Será solitário o oficio da escrita, requererá silêncio e um frio tremendo na alma para que não trema a mão?

Leio Dostoievski, no livro "Noites Brancas", e sublinho de passagem o sublime simples como recado a alguém: "Nunca esquecerei a história duma linda e pequena casa cor-de-rosa claro. Era uma casinha de pedra, olhava-me com um ar tão afável e mirava tão orgulhosamente as suas frias vizinhas, que o meu coração se alegrava sempre que passava diante dela."

E, relendo “As grades” de Sophia, sinto que a poesia existe, tanto na forma como se sente o que se lê, como vendo o rosto belo da mulher de primavera que Boticelli cristalizou na sua plenitude e abstraio-me do verão, subverto-o até o conseguir pressentir, e escrevo na memória um conto sobre o contador de histórias que declama a rosa descosida das sombras das suas pobres vestes, e não me surpreendo por o silêncio se demorar nas minhas mãos quando concordo com Caeiro:

Não basta abrir a janela
Para ver os campos e o rio.
Não é bastante não ser cego
Para ver as árvores e as flores.
É preciso também não ter filosofia nenhuma.
Com filosofia não há árvores: há ideias apenas.
Há só cada um de nós, como uma cave.
Há só uma janela fechada, e todo o mundo lá fora;
E um sonho do que se poderia ver se a janela se abrisse,
Que nunca é o que se vê quando a janela abre.

Reflexos de luz

Num tempo de tormentas que consomem, de ilusões que se esvaem sem um lamento ou lágrima embriagada da tristeza do fundo dos dias, fizeste-me sorrir. E, no reencantar de sentimentos e sentires, curvados no brilho das estrelas dos teus olhos, o sentimento cresceu e quis ser pássaro das rendas dos silêncios, e no som das brumas, nas imagens de veludo, nas palavras de crepúsculos doirados… poder voar!
Então, tudo renasceu… simples, calmo e infinitamente belo onde antes era desilusão.
E num céu azul de sonho, onde escrevo as vozes que ouço dentro de mim e me afasto daquilo que sou, torno-me vento, arco-íris, fonte de paixão ao encontro dos braços que suavemente abres… e danço no som do teu coração.
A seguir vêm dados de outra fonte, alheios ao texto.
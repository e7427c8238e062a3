use std::path::{Path, PathBuf};

use async_trait::async_trait;

#[derive(Debug, Clone, PartialEq, Eq)]
pub enum DirectorySelection {
    Single(PathBuf),
    Multiple(Vec<PathBuf>),
    Cancelled,
}

#[async_trait]
pub trait DirectoryPicker: Send + Sync {
    async fn pick_directory(&self, default_dir: &Path) -> DirectorySelection;
}

/// Blocking modal shown to the user.
#[async_trait]
pub trait Notifier: Send + Sync {
    async fn alert(&self, message: &str);
}

pub struct RfdDirectoryPicker;

#[async_trait]
impl DirectoryPicker for RfdDirectoryPicker {
    async fn pick_directory(&self, default_dir: &Path) -> DirectorySelection {
        let folder = rfd::AsyncFileDialog::new().set_directory(default_dir).pick_folder().await;

        match folder {
            Some(folder) => DirectorySelection::Single(folder.path().to_path_buf()),
            None => DirectorySelection::Cancelled,
        }
    }
}

pub struct RfdNotifier;

#[async_trait]
impl Notifier for RfdNotifier {
    async fn alert(&self, message: &str) {
        rfd::AsyncMessageDialog::new()
            .set_level(rfd::MessageLevel::Error)
            .set_title("YACC Launcher")
            .set_description(message)
            .set_buttons(rfd::MessageButtons::Ok)
            .show()
            .await;
    }
}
Palavras jogadas à noite...

Levantamo-nos numa noite em que a insónia é maior que o cansaço e, no silêncio breve, utilizamos as palavras como se tivessem crescido connosco; fiéis, discretas, superlativas… escrevemos porque existe uma abstracção mental onde tudo se encaixa, ligando o passado ao futuro onde a ponte é o presente. Admiramos os que procurando resultados ou respostas com olhos de ver, encontram interrogações e o outro lado da humanidade que é ela mesma, com as nossas imperfeições onde na sombra que se esconde do sol se desenvolvem as máscaras…

Nada disto faz de mim um homem melhor… nem menos que um pigmeu nem mais do que um gigante… são apenas expressões deliberadas, ecos admiráveis convocados para melhor disfarçar os silêncios com que cuido das minhas crostas.
Reforço finalmente uma ideia: entre o mais e o menos infinito o zero também existe, e insisto na metáfora que roubei na minha infância: há um sonho com sabor a sol dentro de mim.

Maré Alta




Às mil e tantas horas d’uma manhã raiada,
Boca na tua, pele de espuma em rito sagrado,
Escorro em ti, como em fêmea desabitada
E a paciência de um espraiar cadenciado.

E no silêncio breve de um tempo adormecido,
Sensível e vibrátil como as mãos de uma guitarra,
Invado-te em plural de nós, venial e decidido.

E Tu, sôfrega mas imperturbável,
Liberta das amarras da razão,
Espaçadamente me bebes
Rumando a um mar de emoção.

E segredas-me; vem comigo, amor. Vem!
Como um só partiremos nesta viagem.
Para além do poema e do tempo que nos sustém.